On Nov 14, 11:42 am, David Sletten <da...@bosatsu.net> wrote:
> On Nov 14, 2010, at 2:16 PM, Eric Kobrin wrote:
>
> > In the API it is suggested to use `seq` to check if coll is empty.
>
> Your timing results raise some interesting questions, however, the API 
> doesn't suggest using 'seq' to check if a collection is empty. That's what 
> 'empty?' is for. The documentation note suggests (for style purposes 
> apparently) that you use 'seq' to test that the collection is not empty. So 
> to be precise you are testing two different things below. For instance, 
> (identical? coll []) is true when coll is an empty vector. (seq coll) is true 
> when coll is not empty. The correct equivalent would be to test (empty? coll).
>
> Of course, this doesn't change the results. I get similar timings with empty?:
> user=> (let [iterations 100000000] (time (dotimes [_ iterations]
>                                     (identical? [] []))) (time (dotimes [_ 
> iterations] (empty? []))))
> "Elapsed time: 2.294 msecs"
> "Elapsed time: 2191.256 msecs"
> nil
> user=> (let [iterations 100000000] (time (dotimes [_ iterations]              

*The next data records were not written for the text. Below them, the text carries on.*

//! Structural clean-up of the global type before projection: flattening
//! single-branch choices, dropping unused `rec` binders, and renaming every
//! binder to a protocol-wide unique name so projection and the fixpoint
//! machinery never have to worry about shadowing.

use crate::ast::GlobalType;
use std::collections::HashMap;

/// Rename every `rec`/`continue` pair to a fresh, protocol-unique name and
/// drop single-branch choices and unused binders.
pub fn normalize(g: &GlobalType) -> GlobalType {
    let mut renamer = Renamer::default();
    let renamed = renamer.rename(g, &HashMap::new());
    simplify(&renamed)
}

#[derive(Default)]
struct Renamer {
    next: usize,
}

impl Renamer {
    fn fresh(&mut self) -> String {
        let name = format!("t{}", self.next);
        self.next += 1;
        name
    }

    fn rename(&mut self, g: &GlobalType, env: &HashMap<String, String>) -> GlobalType {
        match g {
            GlobalType::End => GlobalType::End,
            GlobalType::Var(t) => GlobalType::Var(env.get(t).cloned().unwrap_or_else(|| t.clone())),
            GlobalType::Msg(m, cont) => GlobalType::msg(
                m.from.clone(),
                m.to.clone(),
                m.label.clone(),
                m.payloads.clone(),
                self.rename(cont, env),
            ),
            GlobalType::Choice(branches) => {
                GlobalType::Choice(branches.iter().map(|b| self.rename(b, env)).collect())
            }
            GlobalType::Rec(t, body) => {
                let fresh = self.fresh();
                let mut env2 = env.clone();
                env2.insert(t.clone(), fresh.clone());
                GlobalType::rec(fresh, self.rename(body, &env2))
            }
        }
    }
}

/// Flatten a single-branch `choice`, and drop a `rec` binder whose variable
/// is never referenced in its own body.
fn simplify(g: &GlobalType) -> GlobalType {
    match g {
        GlobalType::End | GlobalType::Var(_) => g.clone(),
        GlobalType::Msg(m, cont) => GlobalType::msg(
            m.from.clone(),
            m.to.clone(),
            m.label.clone(),
            m.payloads.clone(),
            simplify(cont),
        ),
        GlobalType::Choice(branches) => {
            let simplified: Vec<GlobalType> = branches.iter().map(simplify).collect();
            if simplified.len() == 1 {
                simplified.into_iter().next().unwrap()
            } else {
                GlobalType::Choice(simplified)
            }
        }
        GlobalType::Rec(t, body) => {
            let body = simplify(body);
            if body.mentions_var(t) {
                GlobalType::rec(t.clone(), body)
            } else {
                body
            }
        }
    }
}
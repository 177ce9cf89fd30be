//! The single error type returned by every analysis phase.

use std::path::PathBuf;
use thiserror::Error;

/// Every way a protocol can fail to parse, project, or generate code, tagged
/// with enough context (protocol name, role, excerpt) to print a useful
/// diagnostic without a backtrace.
#[derive(Debug, Error)]
pub enum AnalysisError {
    #[error("{path}:{line}:{col}: {message}")]
    Parse {
        path: PathBuf,
        line: usize,
        col: usize,
        message: String,
    },

    #[error("protocol `{protocol}`: role `{role}` cannot tell branches apart: {detail}")]
    InconsistentChoice {
        protocol: String,
        role: String,
        detail: String,
    },

    #[error(
        "protocol `{protocol}`: label `{label}` is used with different payload shapes across branches of the same choice"
    )]
    InconsistentChoiceLabel { protocol: String, label: String },

    #[error(
        "protocol `{protocol}`: role `{role}`'s projection is not trace-equivalent to the merged choice branches"
    )]
    NotTraceEquivalent { protocol: String, role: String },

    #[error("protocol `{protocol}`: no projectable partition of the choice exists ({reason})")]
    NotProjectable { protocol: String, reason: String },

    #[error("protocol `{protocol}` mentions undeclared role `{role}`")]
    UndeclaredRole { protocol: String, role: String },

    #[error("protocol `{protocol}` references undefined recursion variable `{tvar}`")]
    UnboundRecursionVariable { protocol: String, tvar: String },

    #[error("protocol `{protocol}`: internal invariant broken: {detail}")]
    Violation { protocol: String, detail: String },

    #[error("io error at {path}: {source}")]
    Io {
        path: PathBuf,
        #[source]
        source: std::io::Error,
    },

    #[error("askama template error: {0}")]
    Template(#[from] askama::Error),
}

impl AnalysisError {
    pub fn violation(protocol: impl Into<String>, detail: impl Into<String>) -> Self {
        AnalysisError::Violation {
            protocol: protocol.into(),
            detail: detail.into(),
        }
    }
}

pub type Result<T> = std::result::Result<T, AnalysisError>;
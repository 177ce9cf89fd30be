//! Render a fully-projected, minimised protocol into a small Rust module
//! tree: one file per role under each of `roles/`, `messages/`,
//! `callbacks/`, `results/`, a single `channels/mod.rs`, and a single entry
//! point at the protocol root wiring `tokio::sync::mpsc` channels between
//! roles and spawning every role's `run()` task behind a
//! host-configurable [`Host`](templates) object.

pub mod context;

use crate::error::Result;
use crate::projection::Projections;
use askama::Template;
use heck::{ToPascalCase, ToSnakeCase};
use std::path::Path;

struct RoleInfo {
    name: String,
    snake: String,
    pascal: String,
    messages: Vec<context::MessageVariant>,
    args: Vec<String>,
}

struct ChannelDecl {
    tx: String,
    rx: String,
}

#[derive(Template)]
#[template(path = "role.rs.askama", escape = "none")]
struct RoleTemplate<'a> {
    protocol: &'a str,
    role: &'a str,
    role_snake: &'a str,
    role_pascal: &'a str,
    peers_snake: &'a [String],
    body: &'a str,
}

#[derive(Template)]
#[template(path = "messages.rs.askama", escape = "none")]
struct MessagesTemplate<'a> {
    protocol: &'a str,
    role: &'a str,
    messages: &'a [context::MessageVariant],
}

#[derive(Template)]
#[template(path = "callbacks.rs.askama", escape = "none")]
struct CallbacksTemplate<'a> {
    protocol: &'a str,
    role: &'a str,
    role_snake: &'a str,
    role_pascal: &'a str,
}

#[derive(Template)]
#[template(path = "results.rs.askama", escape = "none")]
struct ResultsTemplate<'a> {
    protocol: &'a str,
    role: &'a str,
    role_pascal: &'a str,
}

#[derive(Template)]
#[template(path = "channels.rs.askama", escape = "none")]
struct ChannelsTemplate<'a> {
    protocol: &'a str,
}

#[derive(Template)]
#[template(path = "entry_point.rs.askama", escape = "none")]
struct EntryPointTemplate<'a> {
    protocol: &'a str,
    roles: &'a [RoleInfo],
    channels: Vec<ChannelDecl>,
}

/// One generated file, relative to the protocol's output directory.
pub struct GeneratedFile {
    pub relative_path: String,
    pub contents: String,
}

/// Render every role's module, the shared message/callback/result types,
/// and the entry point that wires them together.
///
/// `projections` must already be minimised, canonical `LocalType` trees (no
/// `UnmergedChoice` left) — the output of [`crate::projectability::resolve_all`]
/// followed by [`crate::dfa::minimise`] for each role.
pub fn generate(protocol: &str, projections: &Projections) -> Result<Vec<GeneratedFile>> {
    let mut files = Vec::new();
    let mut roles = Vec::new();
    let mut channel_set: Vec<(String, String)> = Vec::new();

    for (role, lt) in projections {
        let ctx = context::build(protocol, role, lt)?;
        let rendered = RoleTemplate {
            protocol,
            role: &ctx.role,
            role_snake: &ctx.role_snake,
            role_pascal: &ctx.role_pascal,
            peers_snake: &ctx.peers_snake,
            body: &ctx.body,
        }
        .render()?;
        files.push(GeneratedFile {
            relative_path: format!("roles/{}.rs", ctx.role_snake),
            contents: rendered,
        });
        files.push(GeneratedFile {
            relative_path: format!("messages/{}.rs", ctx.role_snake),
            contents: MessagesTemplate {
                protocol,
                role: &ctx.role,
                messages: &ctx.messages,
            }
            .render()?,
        });
        files.push(GeneratedFile {
            relative_path: format!("callbacks/{}.rs", ctx.role_snake),
            contents: CallbacksTemplate {
                protocol,
                role: &ctx.role,
                role_snake: &ctx.role_snake,
                role_pascal: &ctx.role_pascal,
            }
            .render()?,
        });
        files.push(GeneratedFile {
            relative_path: format!("results/{}.rs", ctx.role_snake),
            contents: ResultsTemplate {
                protocol,
                role: &ctx.role,
                role_pascal: &ctx.role_pascal,
            }
            .render()?,
        });

        let mut role_channels = Vec::new();
        context::collect_channels(role, lt, &mut role_channels);
        for pair in role_channels {
            if !channel_set.contains(&pair) {
                channel_set.push(pair);
            }
        }

        let mut args = Vec::new();
        for peer in &ctx.peers {
            args.push(channel_var(role, peer, "tx"));
            args.push(channel_var(peer, role, "rx"));
        }
        roles.push(RoleInfo {
            name: role.clone(),
            snake: role.to_snake_case(),
            pascal: role.to_pascal_case(),
            messages: ctx.messages,
            args,
        });
    }

    let mod_rs = |dir: &str| GeneratedFile {
        relative_path: format!("{dir}/mod.rs"),
        contents: roles.iter().map(|r| format!("pub mod {};\n", r.snake)).collect(),
    };
    files.push(mod_rs("roles"));
    files.push(mod_rs("messages"));
    files.push(mod_rs("callbacks"));
    files.push(mod_rs("results"));
    files.push(GeneratedFile {
        relative_path: "channels/mod.rs".to_string(),
        contents: ChannelsTemplate { protocol }.render()?,
    });

    let channels = channel_set
        .iter()
        .map(|(from, to)| ChannelDecl {
            tx: channel_var(from, to, "tx"),
            rx: channel_var(from, to, "rx"),
        })
        .collect();
    files.push(GeneratedFile {
        relative_path: "mod.rs".to_string(),
        contents: EntryPointTemplate { protocol, roles: &roles, channels }.render()?,
    });

    Ok(files)
}

/// The shared variable name for one directed channel's sending or receiving
/// half, as declared by `mpsc::channel()` in the entry point and passed
/// positionally into each role's `run()` call.
fn channel_var(from: &str, to: &str, half: &str) -> String {
    format!("{}_to_{}_{half}", from.to_snake_case(), to.to_snake_case())
}

/// Write a protocol's generated files under `out_dir/<root_pkg>/<protocol_snake>/`.
pub fn write_to_disk(out_dir: &Path, root_pkg: &str, protocol: &str, files: &[GeneratedFile]) -> Result<()> {
    let dir = out_dir.join(root_pkg).join(protocol.to_snake_case());
    for file in files {
        let path = dir.join(&file.relative_path);
        if let Some(parent) = path.parent() {
            std::fs::create_dir_all(parent).map_err(|source| crate::error::AnalysisError::Io {
                path: parent.to_path_buf(),
                source,
            })?;
        }
        std::fs::write(&path, &file.contents).map_err(|source| crate::error::AnalysisError::Io { path, source })?;
    }
    Ok(())
}

/// Whether `out_dir/<root_pkg>/<protocol_snake>/` already exists, so the
/// driver can gate it behind an overwrite confirmation.
pub fn protocol_dir_exists(out_dir: &Path, root_pkg: &str, protocol: &str) -> bool {
    out_dir.join(root_pkg).join(protocol.to_snake_case()).exists()
}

>                                                                               
>                                                                               
>                                     
>                                            (identical? "" ""))) (time 
> (dotimes [_ iterations] (empty? ""))))
> "Elapsed time: 2.657 msecs"
> "Elapsed time: 4654.622 msecs"
> nil
> user=> (let [iterations 100000000] (time (dotimes [_ iterations]              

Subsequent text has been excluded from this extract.